--- START ---
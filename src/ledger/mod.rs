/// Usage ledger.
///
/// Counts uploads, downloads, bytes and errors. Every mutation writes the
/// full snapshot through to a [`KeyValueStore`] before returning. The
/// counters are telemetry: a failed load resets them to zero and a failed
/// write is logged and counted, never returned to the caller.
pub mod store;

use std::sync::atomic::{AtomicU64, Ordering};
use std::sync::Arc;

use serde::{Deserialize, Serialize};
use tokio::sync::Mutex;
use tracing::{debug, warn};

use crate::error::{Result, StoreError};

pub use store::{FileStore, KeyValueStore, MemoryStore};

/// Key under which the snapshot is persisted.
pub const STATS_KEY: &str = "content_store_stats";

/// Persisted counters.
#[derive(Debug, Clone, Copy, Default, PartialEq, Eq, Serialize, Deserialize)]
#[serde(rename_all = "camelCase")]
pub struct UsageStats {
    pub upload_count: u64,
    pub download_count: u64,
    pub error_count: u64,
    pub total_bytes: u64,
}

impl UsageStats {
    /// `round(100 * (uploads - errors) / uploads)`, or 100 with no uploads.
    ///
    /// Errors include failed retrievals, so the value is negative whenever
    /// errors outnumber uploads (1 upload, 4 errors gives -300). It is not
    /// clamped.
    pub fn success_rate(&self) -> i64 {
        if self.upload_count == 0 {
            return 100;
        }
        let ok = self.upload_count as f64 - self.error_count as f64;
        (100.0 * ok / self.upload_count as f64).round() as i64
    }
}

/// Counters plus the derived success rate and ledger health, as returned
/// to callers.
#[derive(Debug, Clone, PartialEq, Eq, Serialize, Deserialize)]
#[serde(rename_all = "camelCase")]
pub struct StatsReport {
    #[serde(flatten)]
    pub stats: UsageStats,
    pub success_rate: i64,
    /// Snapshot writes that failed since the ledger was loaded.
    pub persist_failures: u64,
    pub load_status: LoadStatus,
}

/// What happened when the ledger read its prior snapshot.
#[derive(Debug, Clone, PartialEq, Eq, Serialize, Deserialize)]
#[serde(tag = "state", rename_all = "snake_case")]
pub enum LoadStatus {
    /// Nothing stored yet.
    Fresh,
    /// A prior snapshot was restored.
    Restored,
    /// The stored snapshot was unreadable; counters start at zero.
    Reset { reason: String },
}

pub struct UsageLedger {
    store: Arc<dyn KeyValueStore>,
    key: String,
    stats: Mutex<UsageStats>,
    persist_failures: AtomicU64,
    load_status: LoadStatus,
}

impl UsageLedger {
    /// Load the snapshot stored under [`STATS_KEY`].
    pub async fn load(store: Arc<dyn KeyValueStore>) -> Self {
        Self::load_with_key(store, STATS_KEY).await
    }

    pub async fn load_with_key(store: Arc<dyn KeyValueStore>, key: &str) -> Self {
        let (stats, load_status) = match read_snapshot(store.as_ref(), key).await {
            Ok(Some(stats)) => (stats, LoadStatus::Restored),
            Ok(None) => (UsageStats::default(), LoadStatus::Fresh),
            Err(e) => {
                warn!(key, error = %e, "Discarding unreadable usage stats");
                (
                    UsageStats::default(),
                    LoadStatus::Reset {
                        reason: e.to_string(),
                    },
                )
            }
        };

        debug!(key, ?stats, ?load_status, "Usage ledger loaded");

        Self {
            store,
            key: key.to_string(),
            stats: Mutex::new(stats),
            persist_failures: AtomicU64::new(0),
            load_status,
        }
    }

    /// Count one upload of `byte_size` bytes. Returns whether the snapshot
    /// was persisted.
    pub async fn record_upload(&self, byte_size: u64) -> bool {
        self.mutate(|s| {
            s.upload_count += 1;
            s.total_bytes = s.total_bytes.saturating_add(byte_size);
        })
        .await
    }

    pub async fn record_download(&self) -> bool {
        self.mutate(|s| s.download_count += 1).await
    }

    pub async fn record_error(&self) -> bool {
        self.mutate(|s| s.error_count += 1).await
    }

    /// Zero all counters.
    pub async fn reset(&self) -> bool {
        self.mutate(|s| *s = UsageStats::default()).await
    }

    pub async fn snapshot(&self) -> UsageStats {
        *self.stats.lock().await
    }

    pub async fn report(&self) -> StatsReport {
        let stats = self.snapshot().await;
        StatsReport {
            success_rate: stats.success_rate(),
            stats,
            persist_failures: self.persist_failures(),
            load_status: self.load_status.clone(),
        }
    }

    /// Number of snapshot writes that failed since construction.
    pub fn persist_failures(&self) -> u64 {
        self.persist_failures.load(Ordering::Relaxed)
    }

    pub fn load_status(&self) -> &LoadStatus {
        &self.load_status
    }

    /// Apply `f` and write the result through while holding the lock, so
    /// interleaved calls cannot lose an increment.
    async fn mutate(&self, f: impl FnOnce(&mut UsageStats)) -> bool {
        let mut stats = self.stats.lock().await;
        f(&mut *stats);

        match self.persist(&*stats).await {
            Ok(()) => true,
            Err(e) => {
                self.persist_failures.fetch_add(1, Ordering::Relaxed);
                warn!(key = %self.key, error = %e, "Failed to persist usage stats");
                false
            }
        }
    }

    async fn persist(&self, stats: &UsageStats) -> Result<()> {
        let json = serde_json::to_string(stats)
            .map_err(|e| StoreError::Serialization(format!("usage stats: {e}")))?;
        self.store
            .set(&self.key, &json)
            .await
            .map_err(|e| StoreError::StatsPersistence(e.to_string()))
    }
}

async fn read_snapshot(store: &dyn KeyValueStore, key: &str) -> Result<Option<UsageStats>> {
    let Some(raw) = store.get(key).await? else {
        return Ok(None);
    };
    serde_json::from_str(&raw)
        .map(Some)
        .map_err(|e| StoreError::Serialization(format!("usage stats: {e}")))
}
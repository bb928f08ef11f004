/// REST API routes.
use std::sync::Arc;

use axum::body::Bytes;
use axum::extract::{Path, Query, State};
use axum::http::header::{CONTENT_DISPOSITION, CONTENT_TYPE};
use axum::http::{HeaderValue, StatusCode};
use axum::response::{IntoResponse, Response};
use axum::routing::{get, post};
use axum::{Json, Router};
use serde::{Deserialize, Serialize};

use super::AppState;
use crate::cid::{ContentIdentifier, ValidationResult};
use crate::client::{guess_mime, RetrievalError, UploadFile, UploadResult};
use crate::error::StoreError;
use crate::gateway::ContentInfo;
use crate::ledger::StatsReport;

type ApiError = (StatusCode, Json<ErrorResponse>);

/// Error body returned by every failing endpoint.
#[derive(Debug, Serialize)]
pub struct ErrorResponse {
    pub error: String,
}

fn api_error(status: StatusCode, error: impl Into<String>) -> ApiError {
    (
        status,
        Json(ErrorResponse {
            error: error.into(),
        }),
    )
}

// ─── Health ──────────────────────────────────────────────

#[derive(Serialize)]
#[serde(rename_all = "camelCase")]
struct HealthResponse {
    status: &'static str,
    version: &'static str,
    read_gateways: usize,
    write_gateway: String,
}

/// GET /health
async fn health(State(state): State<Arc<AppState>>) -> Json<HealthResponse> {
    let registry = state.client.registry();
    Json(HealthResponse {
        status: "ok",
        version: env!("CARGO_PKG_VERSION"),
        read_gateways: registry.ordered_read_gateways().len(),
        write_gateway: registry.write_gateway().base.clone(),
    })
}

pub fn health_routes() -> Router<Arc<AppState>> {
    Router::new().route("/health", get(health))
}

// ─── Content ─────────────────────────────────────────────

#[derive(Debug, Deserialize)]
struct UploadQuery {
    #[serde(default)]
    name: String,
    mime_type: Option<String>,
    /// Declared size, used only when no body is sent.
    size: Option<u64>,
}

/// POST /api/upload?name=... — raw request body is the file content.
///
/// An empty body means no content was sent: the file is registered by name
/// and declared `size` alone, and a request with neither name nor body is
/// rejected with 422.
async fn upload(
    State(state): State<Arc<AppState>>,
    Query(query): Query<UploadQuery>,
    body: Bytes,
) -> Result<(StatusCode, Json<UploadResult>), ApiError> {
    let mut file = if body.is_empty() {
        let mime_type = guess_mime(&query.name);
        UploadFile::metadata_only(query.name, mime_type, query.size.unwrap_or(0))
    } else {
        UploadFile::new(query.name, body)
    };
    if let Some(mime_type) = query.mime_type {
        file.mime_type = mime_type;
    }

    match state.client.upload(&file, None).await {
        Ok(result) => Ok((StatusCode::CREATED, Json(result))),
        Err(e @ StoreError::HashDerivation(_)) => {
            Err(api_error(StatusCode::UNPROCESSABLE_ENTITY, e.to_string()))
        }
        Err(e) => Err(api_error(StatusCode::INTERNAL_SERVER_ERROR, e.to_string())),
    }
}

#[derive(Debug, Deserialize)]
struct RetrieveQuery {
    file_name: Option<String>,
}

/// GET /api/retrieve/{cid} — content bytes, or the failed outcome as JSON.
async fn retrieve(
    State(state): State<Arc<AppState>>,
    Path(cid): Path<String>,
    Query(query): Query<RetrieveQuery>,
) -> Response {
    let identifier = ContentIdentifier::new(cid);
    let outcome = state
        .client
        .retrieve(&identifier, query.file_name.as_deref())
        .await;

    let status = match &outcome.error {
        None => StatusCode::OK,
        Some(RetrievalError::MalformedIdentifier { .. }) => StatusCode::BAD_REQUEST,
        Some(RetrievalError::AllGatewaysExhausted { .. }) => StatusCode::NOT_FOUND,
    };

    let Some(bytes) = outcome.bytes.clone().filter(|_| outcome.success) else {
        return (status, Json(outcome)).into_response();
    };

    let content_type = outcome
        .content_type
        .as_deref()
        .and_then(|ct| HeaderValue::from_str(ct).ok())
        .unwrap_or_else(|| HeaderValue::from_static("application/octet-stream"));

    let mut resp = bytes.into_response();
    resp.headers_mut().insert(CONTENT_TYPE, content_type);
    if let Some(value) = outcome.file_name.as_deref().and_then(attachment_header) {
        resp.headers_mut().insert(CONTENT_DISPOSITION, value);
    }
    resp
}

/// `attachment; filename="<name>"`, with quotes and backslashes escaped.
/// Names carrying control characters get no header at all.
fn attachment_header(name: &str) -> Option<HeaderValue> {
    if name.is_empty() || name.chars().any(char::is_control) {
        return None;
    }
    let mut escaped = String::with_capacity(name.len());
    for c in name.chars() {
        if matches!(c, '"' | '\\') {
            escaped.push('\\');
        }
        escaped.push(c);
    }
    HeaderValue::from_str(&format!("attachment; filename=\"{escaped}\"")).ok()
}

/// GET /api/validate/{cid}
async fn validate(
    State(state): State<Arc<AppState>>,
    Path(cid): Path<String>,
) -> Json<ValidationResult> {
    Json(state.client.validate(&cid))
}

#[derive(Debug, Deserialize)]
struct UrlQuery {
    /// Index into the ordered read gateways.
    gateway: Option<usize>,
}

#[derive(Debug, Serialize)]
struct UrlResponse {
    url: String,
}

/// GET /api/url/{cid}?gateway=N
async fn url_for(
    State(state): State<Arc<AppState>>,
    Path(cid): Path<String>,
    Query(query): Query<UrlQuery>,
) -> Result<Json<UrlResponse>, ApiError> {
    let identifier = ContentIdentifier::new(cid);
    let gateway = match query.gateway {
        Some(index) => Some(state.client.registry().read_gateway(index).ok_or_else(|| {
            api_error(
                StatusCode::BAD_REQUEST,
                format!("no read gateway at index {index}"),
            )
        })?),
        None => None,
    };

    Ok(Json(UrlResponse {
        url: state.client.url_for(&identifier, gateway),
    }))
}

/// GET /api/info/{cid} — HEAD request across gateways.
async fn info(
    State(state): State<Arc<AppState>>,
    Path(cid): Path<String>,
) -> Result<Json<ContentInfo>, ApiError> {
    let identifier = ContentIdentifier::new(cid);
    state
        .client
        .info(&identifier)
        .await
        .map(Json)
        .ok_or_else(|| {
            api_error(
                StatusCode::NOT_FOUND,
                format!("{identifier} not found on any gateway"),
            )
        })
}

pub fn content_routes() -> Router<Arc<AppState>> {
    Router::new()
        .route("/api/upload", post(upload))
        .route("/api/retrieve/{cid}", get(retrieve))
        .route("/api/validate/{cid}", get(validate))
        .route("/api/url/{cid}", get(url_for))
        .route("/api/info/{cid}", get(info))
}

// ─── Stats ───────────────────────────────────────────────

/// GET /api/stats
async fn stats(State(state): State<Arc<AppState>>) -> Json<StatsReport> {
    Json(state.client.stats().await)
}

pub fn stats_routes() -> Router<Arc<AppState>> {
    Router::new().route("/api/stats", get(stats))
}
--- END ---
--- START ---
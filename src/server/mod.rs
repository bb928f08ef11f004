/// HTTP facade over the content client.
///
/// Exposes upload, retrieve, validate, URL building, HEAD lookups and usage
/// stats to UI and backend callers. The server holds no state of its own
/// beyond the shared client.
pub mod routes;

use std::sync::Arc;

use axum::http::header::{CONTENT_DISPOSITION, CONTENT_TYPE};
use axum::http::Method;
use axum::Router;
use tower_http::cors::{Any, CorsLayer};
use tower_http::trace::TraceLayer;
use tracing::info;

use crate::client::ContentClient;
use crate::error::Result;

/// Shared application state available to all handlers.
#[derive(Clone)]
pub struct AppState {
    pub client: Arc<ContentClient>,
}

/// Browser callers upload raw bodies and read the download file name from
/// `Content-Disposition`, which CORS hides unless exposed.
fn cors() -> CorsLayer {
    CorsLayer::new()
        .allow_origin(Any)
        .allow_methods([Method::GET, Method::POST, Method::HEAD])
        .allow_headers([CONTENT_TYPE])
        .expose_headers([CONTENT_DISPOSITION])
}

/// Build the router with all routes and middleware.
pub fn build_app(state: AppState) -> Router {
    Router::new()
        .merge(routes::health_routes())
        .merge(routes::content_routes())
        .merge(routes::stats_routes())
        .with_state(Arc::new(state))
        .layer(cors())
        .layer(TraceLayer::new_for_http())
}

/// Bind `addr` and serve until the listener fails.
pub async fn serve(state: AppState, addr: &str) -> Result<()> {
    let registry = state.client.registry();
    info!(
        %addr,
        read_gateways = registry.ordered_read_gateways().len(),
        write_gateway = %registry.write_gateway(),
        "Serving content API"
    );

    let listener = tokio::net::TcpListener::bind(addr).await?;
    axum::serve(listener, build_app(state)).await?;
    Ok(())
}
--- END ---
--- START ---
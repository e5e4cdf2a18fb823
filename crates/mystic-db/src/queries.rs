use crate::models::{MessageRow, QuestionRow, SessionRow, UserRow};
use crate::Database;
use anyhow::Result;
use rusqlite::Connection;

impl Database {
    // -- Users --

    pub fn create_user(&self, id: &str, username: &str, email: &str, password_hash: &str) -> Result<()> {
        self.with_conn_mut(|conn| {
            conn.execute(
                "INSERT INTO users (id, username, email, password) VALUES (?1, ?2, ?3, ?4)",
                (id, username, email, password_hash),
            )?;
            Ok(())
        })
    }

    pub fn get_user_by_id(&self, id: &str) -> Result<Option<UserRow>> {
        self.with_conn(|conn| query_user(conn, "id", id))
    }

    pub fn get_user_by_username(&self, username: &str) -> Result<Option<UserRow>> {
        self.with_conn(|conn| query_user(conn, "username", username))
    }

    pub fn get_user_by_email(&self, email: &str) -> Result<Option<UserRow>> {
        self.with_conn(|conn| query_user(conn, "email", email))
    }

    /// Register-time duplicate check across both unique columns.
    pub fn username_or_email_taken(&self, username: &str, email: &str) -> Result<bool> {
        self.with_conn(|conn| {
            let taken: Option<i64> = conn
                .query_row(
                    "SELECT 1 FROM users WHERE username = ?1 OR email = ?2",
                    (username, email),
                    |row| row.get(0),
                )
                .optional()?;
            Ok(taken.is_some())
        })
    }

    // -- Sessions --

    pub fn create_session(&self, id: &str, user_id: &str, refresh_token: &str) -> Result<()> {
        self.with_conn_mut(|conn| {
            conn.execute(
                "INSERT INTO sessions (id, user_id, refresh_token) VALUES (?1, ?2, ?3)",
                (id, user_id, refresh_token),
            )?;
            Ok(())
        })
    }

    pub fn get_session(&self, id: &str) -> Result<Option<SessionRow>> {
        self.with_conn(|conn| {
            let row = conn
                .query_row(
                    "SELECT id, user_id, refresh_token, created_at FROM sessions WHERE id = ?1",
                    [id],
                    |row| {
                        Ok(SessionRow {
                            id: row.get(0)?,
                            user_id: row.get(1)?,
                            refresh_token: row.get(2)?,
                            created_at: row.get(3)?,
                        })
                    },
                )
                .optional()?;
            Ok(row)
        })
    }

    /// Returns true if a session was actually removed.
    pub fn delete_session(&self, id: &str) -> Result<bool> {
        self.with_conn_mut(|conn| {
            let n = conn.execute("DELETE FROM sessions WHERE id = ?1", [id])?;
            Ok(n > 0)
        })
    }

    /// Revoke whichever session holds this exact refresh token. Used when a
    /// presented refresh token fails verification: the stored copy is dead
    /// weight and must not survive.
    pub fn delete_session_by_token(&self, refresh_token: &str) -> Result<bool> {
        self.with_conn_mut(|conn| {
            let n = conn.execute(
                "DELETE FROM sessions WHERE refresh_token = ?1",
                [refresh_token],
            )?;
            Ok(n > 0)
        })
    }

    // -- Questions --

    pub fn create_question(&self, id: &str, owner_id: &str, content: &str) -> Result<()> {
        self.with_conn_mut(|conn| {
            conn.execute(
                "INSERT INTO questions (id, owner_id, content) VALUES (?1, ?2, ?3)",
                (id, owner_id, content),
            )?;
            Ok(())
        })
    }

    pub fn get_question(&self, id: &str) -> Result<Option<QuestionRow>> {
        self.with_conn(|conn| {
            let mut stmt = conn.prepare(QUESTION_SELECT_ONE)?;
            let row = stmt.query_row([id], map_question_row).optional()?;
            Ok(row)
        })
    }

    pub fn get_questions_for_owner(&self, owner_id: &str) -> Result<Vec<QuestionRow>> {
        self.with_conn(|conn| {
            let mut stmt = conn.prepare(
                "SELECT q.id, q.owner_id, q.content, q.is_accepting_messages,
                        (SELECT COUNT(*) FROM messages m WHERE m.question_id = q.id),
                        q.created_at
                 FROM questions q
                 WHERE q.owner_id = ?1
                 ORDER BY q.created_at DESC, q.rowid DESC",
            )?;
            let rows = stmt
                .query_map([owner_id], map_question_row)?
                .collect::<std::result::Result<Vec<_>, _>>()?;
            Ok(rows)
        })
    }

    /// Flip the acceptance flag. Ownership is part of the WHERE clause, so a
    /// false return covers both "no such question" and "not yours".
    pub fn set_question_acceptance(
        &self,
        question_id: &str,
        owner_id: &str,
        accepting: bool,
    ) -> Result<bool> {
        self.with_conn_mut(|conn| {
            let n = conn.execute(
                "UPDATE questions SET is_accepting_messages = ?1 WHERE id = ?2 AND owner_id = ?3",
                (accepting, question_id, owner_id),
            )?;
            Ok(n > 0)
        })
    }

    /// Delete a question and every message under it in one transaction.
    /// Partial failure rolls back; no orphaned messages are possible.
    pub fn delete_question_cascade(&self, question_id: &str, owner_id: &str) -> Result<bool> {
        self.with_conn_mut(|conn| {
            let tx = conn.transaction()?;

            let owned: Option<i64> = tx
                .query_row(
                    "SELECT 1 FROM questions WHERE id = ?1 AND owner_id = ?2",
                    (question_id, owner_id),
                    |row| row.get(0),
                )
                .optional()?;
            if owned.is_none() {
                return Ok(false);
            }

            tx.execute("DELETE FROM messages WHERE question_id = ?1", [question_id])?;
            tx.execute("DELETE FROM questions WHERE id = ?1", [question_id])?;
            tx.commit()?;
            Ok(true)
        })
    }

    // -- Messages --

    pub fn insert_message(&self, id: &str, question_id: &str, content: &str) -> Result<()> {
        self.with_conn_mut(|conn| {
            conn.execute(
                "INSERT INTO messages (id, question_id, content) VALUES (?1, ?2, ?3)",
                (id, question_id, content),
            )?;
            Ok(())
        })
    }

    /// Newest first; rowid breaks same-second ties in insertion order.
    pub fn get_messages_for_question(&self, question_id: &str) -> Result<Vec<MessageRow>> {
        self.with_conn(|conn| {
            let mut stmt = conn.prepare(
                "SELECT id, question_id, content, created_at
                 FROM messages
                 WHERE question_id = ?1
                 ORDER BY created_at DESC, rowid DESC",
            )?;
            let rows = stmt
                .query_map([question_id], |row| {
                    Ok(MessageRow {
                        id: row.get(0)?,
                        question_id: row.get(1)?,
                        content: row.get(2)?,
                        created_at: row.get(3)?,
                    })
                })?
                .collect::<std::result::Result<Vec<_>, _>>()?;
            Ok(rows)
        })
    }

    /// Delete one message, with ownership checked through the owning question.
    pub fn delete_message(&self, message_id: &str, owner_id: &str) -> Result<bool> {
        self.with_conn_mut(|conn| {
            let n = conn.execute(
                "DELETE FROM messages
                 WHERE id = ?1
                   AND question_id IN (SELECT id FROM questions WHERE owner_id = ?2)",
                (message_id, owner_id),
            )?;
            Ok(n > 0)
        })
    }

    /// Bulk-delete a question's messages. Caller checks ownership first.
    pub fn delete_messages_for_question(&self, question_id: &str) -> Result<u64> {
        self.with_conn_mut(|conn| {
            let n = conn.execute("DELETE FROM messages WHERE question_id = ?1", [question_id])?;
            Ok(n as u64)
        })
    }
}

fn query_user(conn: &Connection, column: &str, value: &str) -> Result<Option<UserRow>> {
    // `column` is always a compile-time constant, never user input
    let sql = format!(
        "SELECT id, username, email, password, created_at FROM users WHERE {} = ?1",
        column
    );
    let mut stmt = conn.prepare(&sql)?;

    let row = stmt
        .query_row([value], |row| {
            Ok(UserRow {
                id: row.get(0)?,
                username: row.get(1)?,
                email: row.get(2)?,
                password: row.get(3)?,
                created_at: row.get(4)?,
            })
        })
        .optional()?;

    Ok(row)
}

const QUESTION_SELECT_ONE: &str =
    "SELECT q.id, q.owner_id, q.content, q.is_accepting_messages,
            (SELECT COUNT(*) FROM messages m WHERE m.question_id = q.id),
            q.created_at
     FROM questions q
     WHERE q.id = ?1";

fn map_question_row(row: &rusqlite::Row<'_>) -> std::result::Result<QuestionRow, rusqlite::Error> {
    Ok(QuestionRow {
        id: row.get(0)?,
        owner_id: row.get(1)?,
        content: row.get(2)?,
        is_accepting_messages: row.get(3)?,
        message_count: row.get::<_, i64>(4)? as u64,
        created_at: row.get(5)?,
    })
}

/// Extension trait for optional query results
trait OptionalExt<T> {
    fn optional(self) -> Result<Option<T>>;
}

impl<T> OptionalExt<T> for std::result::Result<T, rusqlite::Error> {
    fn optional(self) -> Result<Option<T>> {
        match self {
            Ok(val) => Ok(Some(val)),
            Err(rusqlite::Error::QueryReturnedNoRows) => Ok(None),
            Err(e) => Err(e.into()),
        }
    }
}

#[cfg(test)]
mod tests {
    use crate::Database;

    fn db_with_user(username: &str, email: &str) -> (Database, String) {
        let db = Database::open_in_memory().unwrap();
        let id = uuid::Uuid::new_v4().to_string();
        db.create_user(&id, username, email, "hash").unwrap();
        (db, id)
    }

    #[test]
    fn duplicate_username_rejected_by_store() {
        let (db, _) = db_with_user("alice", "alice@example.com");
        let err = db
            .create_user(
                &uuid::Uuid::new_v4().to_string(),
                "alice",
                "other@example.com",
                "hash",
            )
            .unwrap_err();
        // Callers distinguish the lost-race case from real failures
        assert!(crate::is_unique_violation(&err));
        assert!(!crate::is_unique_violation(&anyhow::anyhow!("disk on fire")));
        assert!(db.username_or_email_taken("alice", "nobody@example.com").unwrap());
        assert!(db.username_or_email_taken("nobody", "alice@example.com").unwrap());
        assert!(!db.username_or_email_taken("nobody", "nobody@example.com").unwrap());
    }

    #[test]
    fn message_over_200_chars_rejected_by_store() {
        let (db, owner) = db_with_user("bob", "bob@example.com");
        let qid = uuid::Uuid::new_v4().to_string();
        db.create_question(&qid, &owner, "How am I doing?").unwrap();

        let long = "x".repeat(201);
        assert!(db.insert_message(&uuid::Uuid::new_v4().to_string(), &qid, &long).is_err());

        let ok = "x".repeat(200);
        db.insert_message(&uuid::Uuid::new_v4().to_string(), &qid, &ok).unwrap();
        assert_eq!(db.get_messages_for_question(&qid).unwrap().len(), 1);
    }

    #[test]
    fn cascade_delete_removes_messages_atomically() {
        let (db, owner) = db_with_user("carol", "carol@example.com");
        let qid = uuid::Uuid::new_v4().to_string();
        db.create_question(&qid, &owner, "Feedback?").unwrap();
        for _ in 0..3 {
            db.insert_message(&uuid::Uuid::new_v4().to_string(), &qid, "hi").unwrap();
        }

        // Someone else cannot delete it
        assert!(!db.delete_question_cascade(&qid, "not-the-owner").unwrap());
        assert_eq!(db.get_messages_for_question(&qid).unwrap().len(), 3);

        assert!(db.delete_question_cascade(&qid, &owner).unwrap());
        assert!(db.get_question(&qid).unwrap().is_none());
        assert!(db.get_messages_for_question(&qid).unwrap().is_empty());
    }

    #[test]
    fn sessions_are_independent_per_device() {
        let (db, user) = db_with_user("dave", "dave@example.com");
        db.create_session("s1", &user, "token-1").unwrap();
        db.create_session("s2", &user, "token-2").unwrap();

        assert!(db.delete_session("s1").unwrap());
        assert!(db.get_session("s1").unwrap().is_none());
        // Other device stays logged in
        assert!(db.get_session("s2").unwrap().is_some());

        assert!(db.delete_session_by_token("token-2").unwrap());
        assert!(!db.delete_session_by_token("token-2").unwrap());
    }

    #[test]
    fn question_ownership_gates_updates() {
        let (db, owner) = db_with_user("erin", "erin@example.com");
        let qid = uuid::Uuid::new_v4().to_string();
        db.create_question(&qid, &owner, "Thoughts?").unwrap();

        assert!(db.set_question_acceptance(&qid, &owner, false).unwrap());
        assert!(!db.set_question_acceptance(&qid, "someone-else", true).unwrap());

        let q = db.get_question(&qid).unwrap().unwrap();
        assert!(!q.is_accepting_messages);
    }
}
--- END ---
§ Your task:
The string "usize" appears on some lines of the data above; report how many such lines there are, as a bare number.

§ Answer to the exercise:
2